Poverty can really take a toll on teenagers and children, not just the adults. It causes a lot of stress, which is no surprise. Teens who have lived in poverty experience physical signs of stress at higher levels than those in more economically secure families, showing that public policy programs that help alleviate poverty can improve psychological and physical health even in pre-adulthood. 

“If you boost these families out of poverty in that window of adolescence, it’s possible that this may protect them from having later health problems, and possibly reduce the chances of them developing depression, and even cutting down the risk of suicide farther down the line,” said Lisa Johnson, a doctoral scholar. 

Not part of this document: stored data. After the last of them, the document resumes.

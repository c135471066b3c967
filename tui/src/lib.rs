//! AdForge TUI - Terminal interface for the campaign studio
//!
//! This crate provides a full-screen terminal UI for generating Google Ads
//! campaign assets from a website URL.
//!
//! # Architecture
//!
//! - **App**: Event loop, key handling, and rendering
//! - **StudioClient**: Embedded campaign studio plus its message channel
//! - **Display**: Lifecycle mirror and transient notices
//! - **Theme**: Dark/light palettes with a persisted choice

pub mod app;
pub mod display;
pub mod studio_client;
pub mod theme;

pub use app::App;
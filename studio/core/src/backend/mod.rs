//! AI Backend Integration
//!
//! Abstracted access to the generation backend through the
//! [`CampaignBackend`] trait. The production implementation talks to the
//! hosted Gemini generateContent API; tests substitute mocks at the trait
//! seam.
//!
//! # Usage
//!
//! ```ignore
//! use studio_core::backend::{CampaignBackend, GeminiBackend};
//!
//! let backend = GeminiBackend::from_env();
//! let campaign = backend.generate_campaign("https://example.com").await?;
//! ```

mod gemini;
mod traits;

pub use gemini::GeminiBackend;
pub use traits::CampaignBackend;
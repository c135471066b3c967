//! Gemini Backend
//!
//! [`CampaignBackend`] implementation over the Gemini `generateContent` REST
//! API. Every request carries the prompt plus the operation's response
//! schema, so the endpoint constrains the model to structured JSON output;
//! the decode here re-validates that shape before a result reaches the
//! state machine.
//!
//! The API key is optional at construction time. A missing key is reported
//! as [`GatewayError::Configuration`] at the start of each operation, before
//! any request is built; it is never inferred from a transport failure.

use std::time::Duration;

use async_trait::async_trait;
use serde::Deserialize;
use serde_json::json;

use crate::backend::traits::CampaignBackend;
use crate::campaign::{AdCreative, CampaignSuggestion};
use crate::config::StudioConfig;
use crate::error::{GatewayError, GatewayResult};
use crate::prompt;

/// Backend over the hosted Gemini generateContent endpoint.
pub struct GeminiBackend {
    model: String,
    api_base_url: String,
    api_key: Option<String>,
    client: reqwest::Client,
}

impl GeminiBackend {
    /// Create a backend from resolved configuration.
    #[must_use]
    pub fn new(config: &StudioConfig) -> Self {
        let client = reqwest::Client::builder()
            .timeout(Duration::from_secs(config.request_timeout_secs))
            .build()
            .expect("Failed to create HTTP client");

        Self {
            model: config.model.clone(),
            api_base_url: config.api_base_url.trim_end_matches('/').to_string(),
            api_key: config.api_key.clone(),
            client,
        }
    }

    /// Create a backend from environment configuration.
    #[must_use]
    pub fn from_env() -> Self {
        Self::new(&StudioConfig::from_env())
    }

    /// Whether a credential is available without revealing it.
    #[must_use]
    pub fn has_api_key(&self) -> bool {
        self.api_key.is_some()
    }

    fn generate_url(&self) -> String {
        format!("{}/models/{}:generateContent", self.api_base_url, self.model)
    }

    /// Run one generateContent round-trip and return the generated payload
    /// text (the model's JSON document, still unparsed).
    async fn invoke(&self, prompt_text: String, schema: serde_json::Value) -> GatewayResult<String> {
        let api_key = match self.api_key.as_deref() {
            Some(key) => key,
            None => return Err(GatewayError::Configuration),
        };

        let body = json!({
            "contents": [{ "parts": [{ "text": prompt_text }] }],
            "generationConfig": {
                "responseMimeType": "application/json",
                "responseSchema": schema,
            },
        });

        let response = self
            .client
            .post(self.generate_url())
            .header("x-goog-api-key", api_key)
            .json(&body)
            .send()
            .await
            .map_err(|e| GatewayError::Transport(e.to_string()))?;

        let status = response.status();
        if !status.is_success() {
            let error_body = response.text().await.unwrap_or_default();
            let message = extract_error_message(&error_body);
            tracing::warn!(status = status.as_u16(), %message, "generateContent rejected");
            return Err(GatewayError::Status {
                status: status.as_u16(),
                message,
            });
        }

        let envelope = response
            .text()
            .await
            .map_err(|e| GatewayError::Transport(e.to_string()))?;
        payload_text(&envelope)
    }
}

impl std::fmt::Debug for GeminiBackend {
    fn fmt(&self, f: &mut std::fmt::Formatter<'_>) -> std::fmt::Result {
        f.debug_struct("GeminiBackend")
            .field("model", &self.model)
            .field("api_base_url", &self.api_base_url)
            .field("api_key", &self.api_key.as_ref().map(|_| "[REDACTED]"))
            .finish_non_exhaustive()
    }
}

#[async_trait]
impl CampaignBackend for GeminiBackend {
    fn name(&self) -> &str {
        "gemini"
    }

    async fn generate_campaign(&self, url: &str) -> GatewayResult<CampaignSuggestion> {
        tracing::debug!(model = %self.model, %url, "requesting campaign generation");
        let payload = self
            .invoke(prompt::campaign_prompt(url), prompt::campaign_schema())
            .await?;
        decode_campaign(&payload)
    }

    async fn generate_variations(
        &self,
        business_summary: &str,
        original: &AdCreative,
    ) -> GatewayResult<Vec<AdCreative>> {
        tracing::debug!(model = %self.model, headline = %original.headline, "requesting creative variations");
        let payload = self
            .invoke(
                prompt::variation_prompt(business_summary, original),
                prompt::variation_schema(),
            )
            .await?;
        decode_variations(&payload)
    }
}

// =============================================================================
// Response Decoding
// =============================================================================

/// Envelope returned by generateContent. Only the fields the decode needs.
#[derive(Debug, Deserialize)]
struct GenerateContentResponse {
    #[serde(default)]
    candidates: Vec<Candidate>,
}

#[derive(Debug, Deserialize)]
struct Candidate {
    content: Option<CandidateContent>,
}

#[derive(Debug, Deserialize)]
struct CandidateContent {
    #[serde(default)]
    parts: Vec<CandidatePart>,
}

#[derive(Debug, Deserialize)]
struct CandidatePart {
    text: Option<String>,
}

/// Wire item for variation responses. Decoding through this type means
/// nested variations can never enter via the variation flow.
#[derive(Debug, Deserialize)]
struct VariationItem {
    headline: String,
    description: String,
}

/// Extract the generated text from a raw response body: first candidate,
/// its content parts concatenated. An unreadable envelope or an empty
/// candidate list is a shape violation on the endpoint's side.
fn payload_text(body: &str) -> GatewayResult<String> {
    let envelope: GenerateContentResponse = serde_json::from_str(body)
        .map_err(|e| GatewayError::Shape(format!("unreadable response envelope: {e}")))?;

    let text: String = envelope
        .candidates
        .first()
        .and_then(|candidate| candidate.content.as_ref())
        .map(|content| {
            content
                .parts
                .iter()
                .filter_map(|part| part.text.as_deref())
                .collect::<Vec<_>>()
                .concat()
        })
        .unwrap_or_default();

    let trimmed = text.trim();
    if trimmed.is_empty() {
        return Err(GatewayError::Shape(
            "response contained no generated text".to_string(),
        ));
    }
    Ok(trimmed.to_string())
}

/// Parse and shape-check a campaign payload. Parsing and shape failures are
/// classified separately so the surface message names what actually broke.
fn decode_campaign(payload: &str) -> GatewayResult<CampaignSuggestion> {
    let value: serde_json::Value =
        serde_json::from_str(payload).map_err(|e| GatewayError::Json(e.to_string()))?;
    let campaign: CampaignSuggestion =
        serde_json::from_value(value).map_err(|e| GatewayError::Shape(e.to_string()))?;

    if campaign.business_summary.trim().is_empty() {
        return Err(GatewayError::Shape("businessSummary is empty".to_string()));
    }
    Ok(campaign)
}

/// Parse and shape-check a variation payload: a bare array of creative
/// objects. Whatever length validates is returned as-is.
fn decode_variations(payload: &str) -> GatewayResult<Vec<AdCreative>> {
    let value: serde_json::Value =
        serde_json::from_str(payload).map_err(|e| GatewayError::Json(e.to_string()))?;
    let items: Vec<VariationItem> =
        serde_json::from_value(value).map_err(|e| GatewayError::Shape(e.to_string()))?;

    Ok(items
        .into_iter()
        .map(|item| AdCreative {
            headline: item.headline,
            description: item.description,
            variations: None,
        })
        .collect())
}

/// Best-effort extraction of a human-readable message from an error body.
/// The endpoint nests it as `{"error": {"message": ...}}`; some proxies
/// flatten it to `{"message": ...}`; anything else is passed through raw.
fn extract_error_message(body: &str) -> String {
    if let Ok(value) = serde_json::from_str::<serde_json::Value>(body) {
        if let Some(message) = value
            .get("error")
            .and_then(|e| e.get("message"))
            .and_then(|m| m.as_str())
        {
            return message.to_string();
        }
        if let Some(message) = value.get("message").and_then(|m| m.as_str()) {
            return message.to_string();
        }
    }

    let trimmed = body.trim();
    if trimmed.is_empty() {
        "no error detail provided".to_string()
    } else {
        trimmed.to_string()
    }
}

Teens who work outside of school, can be more prone to experience depression, anxiety, low self-esteem, and exposure to discrimination and bullying. This can really mentally affect a teen, whose brain is still developing… which brings me to my next issue. When teenagers have jobs, and are still going to school during the day, they’re probably working night shifts. Because our brains are still developing, we need more sleep. Weird, I know. The American Academy of Sleep Medicine says, “Children aged 6–12 years should regularly sleep 9–12 hours per 24 hours and teenagers aged 13–18 years should sleep 8–10 hours per 24 hours.” 

There are also things that can cause poverty. When I was thinking about things that can lead to poverty or make it worse, my mind went to teen pregnancy immediately. Babies and pregnancy can get stressful and expensive. Not everyone can afford to have children, especially when you’re young and still have school. On top of that, sometimes our parents don’t agree with the decisions we make, and unfortunately, people can get kicked out of their homes because of pregnancy. 

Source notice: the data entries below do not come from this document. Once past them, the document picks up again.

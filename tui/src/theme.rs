//! Theme and Colors
//!
//! AdForge ships two palettes: a dark one (the default) and a light one for
//! bright terminals. `Ctrl+T` toggles between them at runtime and the choice
//! is persisted to `theme.toml` in the user's config directory, so the next
//! launch starts where the last one left off.
//!
//! A missing or unreadable theme file is never an error; the app falls back
//! to the dark palette and keeps running.

use std::path::PathBuf;

use ratatui::style::Color;
use serde::{Deserialize, Serialize};

/// Which of the two palettes is active.
#[derive(Clone, Copy, Debug, PartialEq, Eq, Serialize, Deserialize)]
#[serde(rename_all = "lowercase")]
pub enum ThemeKind {
    /// Light copy on near-black slate.
    Dark,
    /// Dark copy on pale gray.
    Light,
}

impl ThemeKind {
    /// The other palette.
    #[must_use]
    pub fn toggled(self) -> Self {
        match self {
            Self::Dark => Self::Light,
            Self::Light => Self::Dark,
        }
    }
}

/// A resolved color palette, ready for rendering.
#[derive(Clone, Copy, Debug, PartialEq, Eq)]
pub struct Theme {
    /// Which palette this is.
    pub kind: ThemeKind,
    /// Screen background.
    pub background: Color,
    /// Background for the status bar.
    pub panel: Color,
    /// Unfocused panel borders.
    pub border: Color,
    /// Primary copy.
    pub text: Color,
    /// Secondary copy: hints, metadata, footers.
    pub text_dim: Color,
    /// Titles, focused borders, highlights.
    pub accent: Color,
    /// Success notices.
    pub success: Color,
    /// Warnings and over-length markers.
    pub warning: Color,
    /// Error panel and error notices.
    pub error: Color,
}

// ============================================================================
// Palettes
// ============================================================================

/// Dark palette - indigo accents on near-black slate.
const DARK: Theme = Theme {
    kind: ThemeKind::Dark,
    background: Color::Rgb(17, 24, 39), // Near-black slate
    panel: Color::Rgb(31, 41, 55),
    border: Color::Rgb(55, 65, 81),
    text: Color::Rgb(229, 231, 235),
    text_dim: Color::Rgb(156, 163, 175),
    accent: Color::Rgb(129, 140, 248), // Soft indigo
    success: Color::Rgb(74, 222, 128),
    warning: Color::Rgb(250, 204, 21),
    error: Color::Rgb(248, 113, 113),
};

/// Light palette - deeper indigo on pale gray.
const LIGHT: Theme = Theme {
    kind: ThemeKind::Light,
    background: Color::Rgb(243, 244, 246), // Pale gray
    panel: Color::Rgb(229, 231, 235),
    border: Color::Rgb(209, 213, 219),
    text: Color::Rgb(31, 41, 55),
    text_dim: Color::Rgb(107, 114, 128),
    accent: Color::Rgb(79, 70, 229), // Deep indigo
    success: Color::Rgb(22, 163, 74),
    warning: Color::Rgb(202, 138, 4),
    error: Color::Rgb(220, 38, 38),
};

impl Theme {
    /// The palette for a given kind.
    #[must_use]
    pub const fn of(kind: ThemeKind) -> Self {
        match kind {
            ThemeKind::Dark => DARK,
            ThemeKind::Light => LIGHT,
        }
    }

    /// The other palette.
    #[must_use]
    pub fn toggled(&self) -> Self {
        Self::of(self.kind.toggled())
    }

    /// Load the persisted palette choice, falling back to dark.
    #[must_use]
    pub fn load() -> Self {
        load_from_path(theme_config_path())
    }
}

impl Default for Theme {
    fn default() -> Self {
        DARK
    }
}

// ============================================================================
// Persistence
// ============================================================================

/// On-disk shape of `theme.toml`.
#[derive(Debug, Default, Serialize, Deserialize)]
#[serde(default)]
struct ThemeToml {
    /// The persisted palette choice.
    theme: Option<ThemeKind>,
}

/// Where the palette choice is persisted:
/// `{config_dir}/adforge/theme.toml`.
#[must_use]
pub fn theme_config_path() -> Option<PathBuf> {
    dirs::config_dir().map(|dir| dir.join("adforge").join("theme.toml"))
}

/// Persist the palette choice, best effort. Failures are logged and the
/// session keeps the toggled palette either way.
pub fn persist(kind: ThemeKind) {
    persist_to_path(kind, theme_config_path());
}

fn load_from_path(path: Option<PathBuf>) -> Theme {
    let Some(path) = path else {
        return Theme::default();
    };

    let raw = match std::fs::read_to_string(&path) {
        Ok(raw) => raw,
        Err(e) if e.kind() == std::io::ErrorKind::NotFound => {
            tracing::debug!(path = %path.display(), "No theme file, using dark palette");
            return Theme::default();
        }
        Err(e) => {
            tracing::warn!(error = %e, path = %path.display(), "Could not read theme file");
            return Theme::default();
        }
    };

    match toml::from_str::<ThemeToml>(&raw) {
        Ok(parsed) => {
            let kind = parsed.theme.unwrap_or(ThemeKind::Dark);
            tracing::debug!(theme = ?kind, "Loaded theme choice");
            Theme::of(kind)
        }
        Err(e) => {
            tracing::warn!(error = %e, path = %path.display(), "Ignoring malformed theme file");
            Theme::default()
        }
    }
}

fn persist_to_path(kind: ThemeKind, path: Option<PathBuf>) {
    let Some(path) = path else {
        return;
    };

    let rendered = match toml::to_string_pretty(&ThemeToml { theme: Some(kind) }) {
        Ok(rendered) => rendered,
        Err(e) => {
            tracing::warn!(error = %e, "Could not render theme file");
            return;
        }
    };

    if let Some(parent) = path.parent() {
        if let Err(e) = std::fs::create_dir_all(parent) {
            tracing::warn!(error = %e, path = %parent.display(), "Could not create config directory");
            return;
        }
    }

    match std::fs::write(&path, rendered) {
        Ok(()) => tracing::debug!(path = %path.display(), theme = ?kind, "Theme choice saved"),
        Err(e) => tracing::warn!(error = %e, path = %path.display(), "Could not save theme choice"),
    }
}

All the stress and sleep-loss, can even physically affect us. Organizations and Associations know the causes of all these problems, so they’re working to help end teen poverty. Some good charities that really have impacted and are continuing to impact poverty are World Vision and Children International. Charities such as ChildFund International and Save the Children provide children with the resources they need to survive and thrive. There are many, many more helping as well. 

Remember, you can help too! Donate money or food, or even clothes and hygiene products to charities and organizations that are well known to help people in need. If you have friends or family that you know are in need, you can direct them to places that can help, do your research first, though. One last thing… you’re appreciated!